Hello, World! Meet Language AI: Part 2

This article is the Hello, World! of language AI — a hands-on tour of what’s possible, written for developers with little or no background in Artificial Intelligence (AI). In fact, we’ll do that by exploring the Hello, World! phrase itself. This is part two of a two-part series.

A hands-on tour of Language AI for developers with little or no background in AI
A hands-on tour of Language AI for developers with little or no background in AI
You can find Part 1 here.

If you are a developer looking to add language processing capabilities to your project, this guide is for you. We’ll give you a quick tour of what’s possible with language AI using Cohere’s Large Language Model (LLM) API. Our guide is essentially your “Hello, World!” of language AI, and since this is all about language processing, we’ll start by exploring the phrase Hello, World! itself!

In Part 1 of our series, we mentioned the three groups of tasks that you will typically work on when dealing with language data:

  1. Generating text
  2. Classifying text
  3. Analyzing text

We covered Generating text in Part 1. In this post, we’ll continue with the other two groups and finally, summarize all three endpoints in a table for easy reference.

This guide assumes little or no background in machine learning or NLP. The examples are shown using Python, although Cohere also provides SDKs for Node.js, Go, and Ruby.
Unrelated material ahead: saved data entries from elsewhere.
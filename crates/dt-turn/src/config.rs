//! Configuration for turn coordination.

use std::path::Path;

use chrono::Duration;
use serde::{Deserialize, Serialize};

use crate::error::{TurnError, TurnResult};

/// Environment variable that overrides [`TurnConfig::debounce_ms`].
pub const DEBOUNCE_ENV: &str = "DICETALES_DEBOUNCE_MS";

/// Configuration for an orchestrator or session.
#[derive(Debug, Clone, PartialEq, Eq, Serialize, Deserialize)]
#[serde(default)]
pub struct TurnConfig {
    /// Window in which an identical re-declared action is ignored.
    pub debounce_ms: u64,
    /// Lets a consumed turn be rolled again. Testing aid only.
    pub allow_reroll_override: bool,
    /// RNG seed for reproducible rolls; entropy when unset.
    pub seed: Option<u64>,
}

impl Default for TurnConfig {
    fn default() -> Self {
        Self {
            debounce_ms: 2000,
            allow_reroll_override: false,
            seed: None,
        }
    }
}

impl TurnConfig {
    /// Load a config from a JSON file. Missing keys keep their defaults.
    pub fn from_json_file(path: &Path) -> TurnResult<Self> {
        let raw = std::fs::read_to_string(path)
            .map_err(|e| TurnError::Config(format!("{}: {e}", path.display())))?;
        serde_json::from_str(&raw)
            .map_err(|e| TurnError::Config(format!("{}: {e}", path.display())))
    }

    /// Apply `DICETALES_DEBOUNCE_MS` from the environment, if set.
    pub fn with_env(self) -> TurnResult<Self> {
        let raw = std::env::var(DEBOUNCE_ENV).ok();
        self.with_debounce_override(raw.as_deref())
    }

    fn with_debounce_override(mut self, raw: Option<&str>) -> TurnResult<Self> {
        if let Some(raw) = raw {
            self.debounce_ms = raw.trim().parse().map_err(|_| {
                TurnError::Config(format!("{DEBOUNCE_ENV} must be milliseconds, got '{raw}'"))
            })?;
        }
        Ok(self)
    }

    /// Set the debounce window in milliseconds.
    pub fn with_debounce_ms(mut self, ms: u64) -> Self {
        self.debounce_ms = ms;
        self
    }

    /// Enable or disable the reroll override.
    pub fn with_reroll_override(mut self, allow: bool) -> Self {
        self.allow_reroll_override = allow;
        self
    }

    /// Set the RNG seed.
    pub fn with_seed(mut self, seed: u64) -> Self {
        self.seed = Some(seed);
        self
    }

    /// The debounce window as a duration.
    pub fn debounce(&self) -> Duration {
        Duration::milliseconds(i64::try_from(self.debounce_ms).unwrap_or(i64::MAX))
    }
}

#[cfg(test)]
mod tests {
    use super::*;

    #[test]
    fn default_config() {
        let cfg = TurnConfig::default();
        assert_eq!(cfg.debounce_ms, 2000);
        assert!(!cfg.allow_reroll_override);
        assert_eq!(cfg.seed, None);
        assert_eq!(cfg.debounce(), Duration::milliseconds(2000));
    }

    #[test]
    fn builder_methods() {
        let cfg = TurnConfig::default()
            .with_debounce_ms(500)
            .with_reroll_override(true)
            .with_seed(7);
        assert_eq!(cfg.debounce_ms, 500);
        assert!(cfg.allow_reroll_override);
        assert_eq!(cfg.seed, Some(7));
    }

    #[test]
    fn partial_json_keeps_defaults() {
        let dir = tempfile::tempdir().unwrap();
        let path = dir.path().join("turns.json");
        std::fs::write(&path, r#"{ "seed": 11 }"#).unwrap();
        let cfg = TurnConfig::from_json_file(&path).unwrap();
        assert_eq!(cfg.seed, Some(11));
        assert_eq!(cfg.debounce_ms, 2000);
    }

    #[test]
    fn bad_json_is_a_config_error() {
        let dir = tempfile::tempdir().unwrap();
        let path = dir.path().join("turns.json");
        std::fs::write(&path, "{ not json").unwrap();
        assert!(matches!(
            TurnConfig::from_json_file(&path),
            Err(TurnError::Config(_))
        ));
    }

    #[test]
    fn missing_file_is_a_config_error() {
        let result = TurnConfig::from_json_file(Path::new("/nonexistent/turns.json"));
        assert!(matches!(result, Err(TurnError::Config(_))));
    }

    #[test]
    fn debounce_override() {
        let cfg = TurnConfig::default()
            .with_debounce_override(Some(" 250 "))
            .unwrap();
        assert_eq!(cfg.debounce_ms, 250);

        let unchanged = TurnConfig::default().with_debounce_override(None).unwrap();
        assert_eq!(unchanged.debounce_ms, 2000);

        assert!(TurnConfig::default().with_debounce_override(Some("soon")).is_err());
    }
}
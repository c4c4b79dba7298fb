use dt_dice::{DiceRoller, DieType, RandomSource, classify_outcome};

pub fn run(die: DieType, seed: Option<u64>) -> Result<(), String> {
    let mut roller = DiceRoller::with_optional_seed(seed);
    let outcome = roller.roll_die(die).map_err(|e| e.to_string())?;
    let tier = classify_outcome(&outcome);

    println!("{die}: {} ({})", outcome.result(), super::paint_tier(tier));
    Ok(())
}
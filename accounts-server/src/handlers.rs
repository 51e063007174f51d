#![expect(clippy::missing_docs_in_private_items)]

pub mod health;
pub mod login;
pub mod register;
We include only key snippets of the code used, but you can run the full version if you wish. It is hosted on Google Colaboratory, so you won’t need to go through additional setup or installation.

2 - Classifying text

While the previous section is about language generation, the next two are about language understanding. LLMs have been pre-trained with a vast amount of training data, allowing them to capture how words are being used and how their meaning changes depending on the context.

A very common application of this is text classification. Cohere’s Classify endpoint makes it easy to take a list of texts and predict their categories, or classes.

If you have read a little bit about text classification, you may have come across sentiment analysis, which is the task of classifying the sentiment of a text into a number of classes,  say, positive, negative, or neutral. This is useful for applications like analyzing social media content or categorizing product feedback. So, why don’t we try that with the phrase Hello, World!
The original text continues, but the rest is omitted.